The problem — Copy precisely the first line of the material below and every later line, stopping with the line that contains "pub fn scroll_start(selected_index: usize, visible_cards: usize)".

Data under study —
────────
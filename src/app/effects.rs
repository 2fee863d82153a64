//! Service calls requested by the reducer

use tracing::warn;

use super::{Action, SubmitKind};
use crate::form::Submission;
use crate::service::TicketService;
use crate::types::TicketId;

#[derive(Debug, Clone, PartialEq, Eq)]
pub enum Effect {
    Fetch,
    Submit(Submission),
    Delete(TicketId),
}

/// Run one effect against the service and describe the outcome as actions.
///
/// Service errors never escape: they become failure actions, which the
/// reducer turns into error notifications.
pub async fn run(service: &TicketService, effect: Effect) -> Vec<Action> {
    match effect {
        Effect::Fetch => vec![Action::TicketsLoaded(service.fetch_all().await)],
        Effect::Submit(Submission::Create(new)) => match service.create(new).await {
            Ok(_) => vec![Action::SubmitSucceeded(SubmitKind::Create)],
            Err(e) => {
                warn!("Failed to create ticket: {}", e);
                vec![Action::SubmitFailed(SubmitKind::Create)]
            }
        },
        Effect::Submit(Submission::Update(patch)) => match service.update(patch).await {
            Ok(_) => vec![Action::SubmitSucceeded(SubmitKind::Update)],
            Err(e) => {
                warn!("Failed to update ticket: {}", e);
                vec![Action::SubmitFailed(SubmitKind::Update)]
            }
        },
        Effect::Delete(id) => match service.delete(&id).await {
            Ok(()) => vec![Action::DeleteSucceeded],
            Err(e) => {
                warn!("Failed to delete ticket {}: {}", id, e);
                vec![Action::DeleteFailed]
            }
        },
    }
}
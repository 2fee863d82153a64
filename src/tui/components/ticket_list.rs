//! Card list pane

use iocraft::prelude::*;

use super::ticket_card::CARD_HEIGHT;
use super::{EmptyState, EmptyStateKind, TicketCard};
use crate::app::view_model::ListView;
use crate::tui::theme::theme;

#[derive(Default, Props)]
pub struct TicketListProps {
    pub list: ListView,
    pub selected_index: usize,
    pub has_focus: bool,
    /// Rows available for cards inside the pane border
    pub visible_height: usize,
}

/// First card to draw so the selected one stays on screen.
pub fn scroll_start(selected_index: usize, visible_cards: usize) -> usize {
    selected_index.saturating_sub(visible_cards.max(1) - 1)
}

#[component]
pub fn TicketList(props: &TicketListProps) -> impl Into<AnyElement<'static>> {
    let theme = theme();
    let visible_cards = (props.visible_height / CARD_HEIGHT).max(1);

    let body = match &props.list {
        ListView::Loading => element! {
            EmptyState(kind: EmptyStateKind::Loading)
        }
        .into_any(),
        ListView::Empty => element! {
            EmptyState(kind: EmptyStateKind::NoTickets)
        }
        .into_any(),
        ListView::Cards(cards) => {
            let start = scroll_start(props.selected_index, visible_cards);
            element! {
                View(width: 100pct, flex_direction: FlexDirection::Column) {
                    #(cards.iter().skip(start).take(visible_cards).map(|card| element! {
                        TicketCard(card: Some(card.clone()))
                    }))
                }
            }
            .into_any()
        }
    };

    element! {
        View(
            width: 100pct,
            height: 100pct,
            flex_direction: FlexDirection::Column,
            border_style: BorderStyle::Round,
            border_color: theme.pane_border(props.has_focus),
            overflow: Overflow::Hidden,
        ) {
            #(Some(body))
        }
    }
}

#[cfg(test)]
mod tests {
    use super::*;

    #[test]
    fn test_scroll_start_keeps_selection_visible() {
        assert_eq!(scroll_start(0, 4), 0);
        assert_eq!(scroll_start(3, 4), 0);
        assert_eq!(scroll_start(4, 4), 1);
        assert_eq!(scroll_start(9, 4), 6);
        assert_eq!(scroll_start(2, 0), 2);
    }
}
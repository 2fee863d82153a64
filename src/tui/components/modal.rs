//! Centered modal box drawn over the current screen

use iocraft::prelude::*;

use crate::tui::theme::theme;

pub const MODAL_BACKDROP: Color = Color::Rgb {
    r: 30,
    g: 30,
    b: 30,
};

#[derive(Default, Props)]
pub struct ModalProps<'a> {
    pub title: Option<String>,
    /// Defaults to the focused border color
    pub border_color: Option<Color>,
    pub footer_text: Option<String>,
    pub width: Option<u32>,
    pub children: Vec<AnyElement<'a>>,
}

#[component]
pub fn Modal<'a>(props: &mut ModalProps<'a>) -> impl Into<AnyElement<'a>> {
    let theme = theme();
    let border_color = props.border_color.unwrap_or(theme.border_focused);
    let title = props.title.clone();
    let footer_text = props.footer_text.clone();

    element! {
        View(
            width: 100pct,
            height: 100pct,
            position: Position::Absolute,
            top: 0,
            left: 0,
            justify_content: JustifyContent::Center,
            align_items: AlignItems::Center,
        ) {
            View(
                width: Size::Length(props.width.unwrap_or(60)),
                flex_direction: FlexDirection::Column,
                border_style: BorderStyle::Double,
                border_color: border_color,
                background_color: MODAL_BACKDROP,
                padding_left: 1,
                padding_right: 1,
            ) {
                #(title.map(|title| element! {
                    View(margin_bottom: 1) {
                        Text(content: title, color: border_color, weight: Weight::Bold)
                    }
                }))
                #(std::mem::take(&mut props.children))
                #(footer_text.map(|text| element! {
                    View(margin_top: 1) {
                        Text(content: text, color: theme.text_dimmed)
                    }
                }))
            }
        }
    }
}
────────
Expected answer —
filename src/app/effects.rs
repository 2fee863d82153a64
//! Service calls requested by the reducer

use tracing::warn;

use super::{Action, SubmitKind};
use crate::form::Submission;
use crate::service::TicketService;
use crate::types::TicketId;

#[derive(Debug, Clone, PartialEq, Eq)]
pub enum Effect {
    Fetch,
    Submit(Submission),
    Delete(TicketId),
}

/// Run one effect against the service and describe the outcome as actions.
///
/// Service errors never escape: they become failure actions, which the
/// reducer turns into error notifications.
pub async fn run(service: &TicketService, effect: Effect) -> Vec<Action> {
    match effect {
        Effect::Fetch => vec![Action::TicketsLoaded(service.fetch_all().await)],
        Effect::Submit(Submission::Create(new)) => match service.create(new).await {
            Ok(_) => vec![Action::SubmitSucceeded(SubmitKind::Create)],
            Err(e) => {
                warn!("Failed to create ticket: {}", e);
                vec![Action::SubmitFailed(SubmitKind::Create)]
            }
        },
        Effect::Submit(Submission::Update(patch)) => match service.update(patch).await {
            Ok(_) => vec![Action::SubmitSucceeded(SubmitKind::Update)],
            Err(e) => {
                warn!("Failed to update ticket: {}", e);
                vec![Action::SubmitFailed(SubmitKind::Update)]
            }
        },
        Effect::Delete(id) => match service.delete(&id).await {
            Ok(()) => vec![Action::DeleteSucceeded],
            Err(e) => {
                warn!("Failed to delete ticket {}: {}", id, e);
                vec![Action::DeleteFailed]
            }
        },
    }
}
repository 2fee863d82153a64
filename src/tui/components/ticket_list.rs
//! Card list pane

use iocraft::prelude::*;

use super::ticket_card::CARD_HEIGHT;
use super::{EmptyState, EmptyStateKind, TicketCard};
use crate::app::view_model::ListView;
use crate::tui::theme::theme;

#[derive(Default, Props)]
pub struct TicketListProps {
    pub list: ListView,
    pub selected_index: usize,
    pub has_focus: bool,
    /// Rows available for cards inside the pane border
    pub visible_height: usize,
}

/// First card to draw so the selected one stays on screen.
pub fn scroll_start(selected_index: usize, visible_cards: usize) -> usize {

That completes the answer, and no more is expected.